Helicopter on quake relief mission crashes in Nepal


A small helicopter on an earthquake relief mission crashed in high mountains in northeast Nepal on Tuesday, killing at least four people, the army said.

The aircraft, operated by private company Mountain Air, crashed in the district of Sindhupalchowk, about 60 km (38 miles) northeast of Kathmandu.
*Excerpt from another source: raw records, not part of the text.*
// ==========================================
// 管道材料导入系统 - 仓储层错误类型
// ==========================================
// 工具: thiserror 派生宏
// ==========================================

use thiserror::Error;

/// 仓储层错误类型
#[derive(Error, Debug)]
pub enum RepositoryError {
    // ===== 数据库错误 =====
    #[error("记录未找到: {entity} with id={id}")]
    NotFound { entity: String, id: String },

    #[error("数据库连接失败: {0}")]
    DatabaseConnectionError(String),

    #[error("数据库锁获取失败: {0}")]
    LockError(String),

    #[error("数据库事务失败: {0}")]
    DatabaseTransactionError(String),

    #[error("数据库查询失败: {0}")]
    DatabaseQueryError(String),

    #[error("唯一约束违反: {0}")]
    UniqueConstraintViolation(String),

    #[error("外键约束违反: {0}")]
    ForeignKeyViolation(String),

    // ===== 数据质量错误 =====
    #[error("字段值错误 (field={field}): {message}")]
    FieldValueError { field: String, message: String },

    #[error("JSON 序列化失败: {0}")]
    SerializationError(String),

    // ===== 通用错误 =====
    #[error("内部错误: {0}")]
    InternalError(String),

    #[error(transparent)]
    Other(#[from] anyhow::Error),
}

// 实现 From<rusqlite::Error>
impl From<rusqlite::Error> for RepositoryError {
    fn from(err: rusqlite::Error) -> Self {
        match err {
            rusqlite::Error::SqliteFailure(_, Some(msg)) => {
                if msg.contains("UNIQUE") {
                    RepositoryError::UniqueConstraintViolation(msg)
                } else if msg.contains("FOREIGN KEY") {
                    RepositoryError::ForeignKeyViolation(msg)
                } else {
                    RepositoryError::DatabaseQueryError(msg)
                }
            }
            rusqlite::Error::QueryReturnedNoRows => RepositoryError::NotFound {
                entity: "Unknown".to_string(),
                id: "Unknown".to_string(),
            },
            _ => RepositoryError::DatabaseQueryError(err.to_string()),
        }
    }
}

// 实现 From<serde_json::Error>
impl From<serde_json::Error> for RepositoryError {
    fn from(err: serde_json::Error) -> Self {
        RepositoryError::SerializationError(err.to_string())
    }
}

/// Result 类型别名
pub type RepositoryResult<T> = Result<T, RepositoryError>;
// ==========================================
// 管道材料导入系统 - 导入模块错误类型
// ==========================================
// 工具: thiserror 派生宏
// ==========================================

use crate::domain::types::{FailureKind, MetadataDimension};
use crate::repository::error::RepositoryError;
use thiserror::Error;

/// 导入模块错误类型
#[derive(Error, Debug)]
pub enum ImportError {
    // ===== 文件相关错误 =====
    #[error("文件不存在: {0}")]
    FileNotFound(String),

    #[error("文件格式不支持: {0}（仅支持 .xlsx/.xls/.csv）")]
    UnsupportedFormat(String),

    #[error("文件读取失败: {0}")]
    FileReadError(String),

    #[error("Excel 解析失败: {0}")]
    ExcelParseError(String),

    #[error("CSV 解析失败: {0}")]
    CsvParseError(String),

    // ===== 请求结构错误 =====
    #[error("请求体过大: {actual} 字节，上限 {limit} 字节")]
    PayloadTooLarge { actual: usize, limit: usize },

    #[error("行数超限: {actual} 行，上限 {limit} 行")]
    TooManyRows { actual: usize, limit: usize },

    #[error("第 {row_number} 行展开组件数超限: {actual} 个，上限 {limit} 个")]
    TooManyComponentsInRow {
        row_number: usize,
        actual: usize,
        limit: usize,
    },

    #[error("展开组件总数超限: {actual} 个，上限 {limit} 个")]
    TooManyComponents { actual: usize, limit: usize },

    #[error("请求格式错误: {0}")]
    MalformedRequest(String),

    #[error("缺少必填列: {0}")]
    MissingRequiredColumns(String),

    // ===== 行级校验错误 =====
    #[error("数据校验未通过: {error_rows} 行错误")]
    ValidationFailed { error_rows: usize },

    // ===== 一致性错误（缺陷信号）=====
    #[error("元数据数量不一致 ({dimension}): 请求 {requested}，实际 {fetched}")]
    MetadataCountMismatch {
        dimension: MetadataDimension,
        requested: usize,
        fetched: usize,
    },

    #[error("图纸数量不一致: 请求 {requested}，实际 {fetched}")]
    DrawingCountMismatch { requested: usize, fetched: usize },

    #[error("图纸未解析: {0}")]
    UnresolvedDrawing(String),

    // ===== 落库错误 =====
    #[error("组件批次 {batch_index} 写入失败（已提交 {committed} 条）: {message}")]
    BatchInsertFailed {
        batch_index: usize,
        committed: usize,
        message: String,
    },

    #[error("聚合管道合并失败 ({pipe_id}): {message}")]
    AggregateMergeFailed { pipe_id: String, message: String },

    #[error(transparent)]
    Repository(#[from] RepositoryError),

    // ===== 配置错误 =====
    #[error("配置读取失败 (key: {key}): {message}")]
    ConfigReadError { key: String, message: String },

    // ===== 通用错误 =====
    #[error("内部错误: {0}")]
    InternalError(String),

    #[error(transparent)]
    Other(#[from] anyhow::Error),
}

impl ImportError {
    /// 错误 → 调用方可区分的失败类别
    pub fn failure_kind(&self) -> FailureKind {
        match self {
            ImportError::FileNotFound(_)
            | ImportError::UnsupportedFormat(_)
            | ImportError::FileReadError(_)
            | ImportError::ExcelParseError(_)
            | ImportError::CsvParseError(_)
            | ImportError::PayloadTooLarge { .. }
            | ImportError::TooManyRows { .. }
            | ImportError::TooManyComponentsInRow { .. }
            | ImportError::TooManyComponents { .. }
            | ImportError::MalformedRequest(_)
            | ImportError::MissingRequiredColumns(_) => FailureKind::Payload,
            ImportError::ValidationFailed { .. } => FailureKind::Validation,
            ImportError::MetadataCountMismatch { .. }
            | ImportError::DrawingCountMismatch { .. }
            | ImportError::UnresolvedDrawing(_) => FailureKind::Consistency,
            ImportError::BatchInsertFailed { .. }
            | ImportError::AggregateMergeFailed { .. }
            | ImportError::Repository(_) => FailureKind::Persistence,
            ImportError::ConfigReadError { .. }
            | ImportError::InternalError(_)
            | ImportError::Other(_) => FailureKind::Unexpected,
        }
    }
}

// 实现 From<std::io::Error>
impl From<std::io::Error> for ImportError {
    fn from(err: std::io::Error) -> Self {
        ImportError::FileReadError(err.to_string())
    }
}

// 实现 From<csv::Error>
impl From<csv::Error> for ImportError {
    fn from(err: csv::Error) -> Self {
        ImportError::CsvParseError(err.to_string())
    }
}

// 实现 From<calamine::Error>
impl From<calamine::Error> for ImportError {
    fn from(err: calamine::Error) -> Self {
        ImportError::ExcelParseError(err.to_string())
    }
}

// 实现 From<serde_json::Error>
impl From<serde_json::Error> for ImportError {
    fn from(err: serde_json::Error) -> Self {
        ImportError::MalformedRequest(err.to_string())
    }
}

/// Result 类型别名
pub type ImporterResult<T> = Result<T, ImportError>;

#[cfg(test)]
mod tests {
    use super::*;

    #[test]
    fn test_failure_kind_classification() {
        let err = ImportError::PayloadTooLarge {
            actual: 10,
            limit: 5,
        };
        assert_eq!(err.failure_kind(), FailureKind::Payload);

        let err = ImportError::MetadataCountMismatch {
            dimension: MetadataDimension::Area,
            requested: 2,
            fetched: 1,
        };
        assert_eq!(err.failure_kind(), FailureKind::Consistency);

        let err = ImportError::BatchInsertFailed {
            batch_index: 3,
            committed: 1500,
            message: "disk I/O error".to_string(),
        };
        assert_eq!(err.failure_kind(), FailureKind::Persistence);
        assert!(err.to_string().contains("批次 3"));
        assert!(err.to_string().contains("已提交 1500"));
    }
}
Sindhupalchowk, which borders Tibet, was one of the regions worst hit by the April 25 and May 12 earthquakes that killed 8,700 people. A massive international relief and rescue operation was carried out for the victims of the disaster.

"We have recovered four bodies from the crash site," said Brigadier General Jagadish Chandra Pokharel, spokesman for the Nepali army.

Some media reports said the chopper hit electric power lines before it crashed, but Pokharel said the cause of the crash was unclear.

Six American and two Nepali soldiers were killed when a U.S. Marines UH-1Y Huey helicopter, also on a relief mission in the neighboring district of Dolakha, crashed in dense mountain forests on the day of the second big earthquake.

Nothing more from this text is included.